Rompiendo el silencio
25/08/1998
- Opinión
En la escuela aprendí, desde mis primeros años, que la historia de mi país se dividía en tres períodos
principales: Conquista, Colonia, y República. Después, cuando fui adquiriendo cierta sensibilidad
social, me di cuenta que esa periodización era más que tendenciosa, pues dejaba "fuera" a toda
aquella historia que precedía a la Conquista, la que por definición se convertía en "pre historia".

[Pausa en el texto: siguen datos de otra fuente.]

//! Document store error types.

/// Kinds of document store errors.
#[derive(Debug, Clone, PartialEq, Eq, Hash, derive_more::Display)]
pub enum StoreErrorKind {
    /// Document does not exist
    #[display("{} document not found: {}", collection, id)]
    NotFound {
        /// Collection name (users, portfolios, comments, config, backups)
        collection: String,
        /// Document id
        id: String,
    },
    /// Document already exists
    #[display("{} document already exists: {}", collection, id)]
    Conflict {
        /// Collection name
        collection: String,
        /// Document id
        id: String,
    },
    /// Store backend is unavailable
    #[display("Store unavailable: {}", _0)]
    Unavailable(String),
}

/// Store error with location tracking.
///
/// # Examples
///
/// ```
/// use portfoliohub_error::{StoreError, StoreErrorKind};
///
/// let err = StoreError::new(StoreErrorKind::Unavailable("offline".to_string()));
/// assert!(format!("{}", err).contains("unavailable"));
/// ```
#[derive(Debug, Clone, derive_more::Display, derive_more::Error)]
#[display("Store Error: {} at line {} in {}", kind, line, file)]
pub struct StoreError {
    /// The kind of error that occurred
    pub kind: StoreErrorKind,
    /// Line number where error was created
    pub line: u32,
    /// File where error was created
    pub file: &'static str,
}

impl StoreError {
    /// Create a new store error with automatic location tracking.
    #[track_caller]
    pub fn new(kind: StoreErrorKind) -> Self {
        let location = std::panic::Location::caller();
        Self {
            kind,
            line: location.line(),
            file: location.file(),
        }
    }

    /// Shorthand for a missing document.
    #[track_caller]
    pub fn not_found(collection: impl Into<String>, id: impl Into<String>) -> Self {
        Self::new(StoreErrorKind::NotFound {
            collection: collection.into(),
            id: id.into(),
        })
    }

    /// Get the error kind.
    pub fn kind(&self) -> &StoreErrorKind {
        &self.kind
    }
}
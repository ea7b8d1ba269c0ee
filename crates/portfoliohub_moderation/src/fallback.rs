//! Deterministic fallback heuristic.

use crate::ModerationConfig;
use async_trait::async_trait;
use portfoliohub_core::ModerationVerdict;
use portfoliohub_error::HubResult;
use portfoliohub_interface::Moderator;

/// Keyword and shape rules applied when the classifier cannot answer.
///
/// Rules are checked in order: blocked term, excessive capitals, too short,
/// too long. The first match rejects; otherwise the comment is approved with
/// confidence 0.5.
///
/// # Examples
///
/// ```
/// use portfoliohub_moderation::FallbackModerator;
///
/// let fallback = FallbackModerator::default();
/// assert!(fallback.evaluate("You're so talented, love the color palette!").approved);
///
/// let shouting = fallback.evaluate("PERFECT PERFECT PERFECT");
/// assert!(!shouting.approved);
/// assert!(shouting.reason.unwrap().contains("capital"));
/// ```
#[derive(Debug, Clone, PartialEq)]
pub struct FallbackModerator {
    blocked_terms: Vec<String>,
    caps_ratio: f64,
    caps_min_length: usize,
    min_length: usize,
    max_length: usize,
}

impl FallbackModerator {
    /// Build the heuristic from moderation settings.
    pub fn from_config(config: &ModerationConfig) -> Self {
        Self {
            blocked_terms: config
                .blocked_terms
                .iter()
                .map(|term| term.trim().to_lowercase())
                .filter(|term| !term.is_empty())
                .collect(),
            caps_ratio: config.caps_ratio,
            caps_min_length: config.caps_min_length,
            min_length: config.min_length,
            max_length: config.max_length,
        }
    }

    /// Classify `text`. Pure: the same text always yields the same verdict.
    pub fn evaluate(&self, text: &str) -> ModerationVerdict {
        let lowered = text.to_lowercase();
        if self
            .blocked_terms
            .iter()
            .any(|term| lowered.contains(term.as_str()))
        {
            return ModerationVerdict::rejected(
                "Inappropriate content detected (fallback moderation)",
                0.7,
            );
        }

        let length = text.chars().count();
        let uppercase = text.chars().filter(char::is_ascii_uppercase).count();
        if length > self.caps_min_length && uppercase as f64 / length as f64 > self.caps_ratio {
            return ModerationVerdict::rejected("Excessive capital letters (possible spam)", 0.6);
        }

        if text.trim().chars().count() < self.min_length {
            return ModerationVerdict::rejected("Message too short", 0.8);
        }

        if length > self.max_length {
            return ModerationVerdict::rejected("Message too long", 0.7);
        }

        ModerationVerdict::approved(0.5)
    }
}

impl Default for FallbackModerator {
    fn default() -> Self {
        Self::from_config(&ModerationConfig::default())
    }
}

#[async_trait]
impl Moderator for FallbackModerator {
    async fn moderate(&self, text: &str) -> HubResult<ModerationVerdict> {
        Ok(self.evaluate(text))
    }
}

Dicha periodización era sin embargo concordante con la realidad en que vivía, dominada casi cien
por ciento, tanto en sus versiones de "izquierda" como de "derecha", por el principio de la
modernización, que no era sino un eufemismo del concepto, mucho más bárbaro (valga la
paradoja) de "civilización". En efecto: prácticamente toda la historia de Chile durante los siglo XlX
y gran parte del XX está dominada por la dicotomía "Civilización o Barbarie" que impuso su
hegemonía intelectual en casi toda América Latina de acuerdo al libro del mismo nombre escrito
por el destacado intelectual argentino Domingo Faustino Sarmiento. Aquello que discutían las
élites, no era acerca de la validez del principio civilizatorio, o modernizador "en sí", sino acerca de
los medios como debía ser realizado ese principio: o a través del desarrollo, o de la
industrialización, o de la revolución; y hoy se agrega: o a través de la neoliberalización.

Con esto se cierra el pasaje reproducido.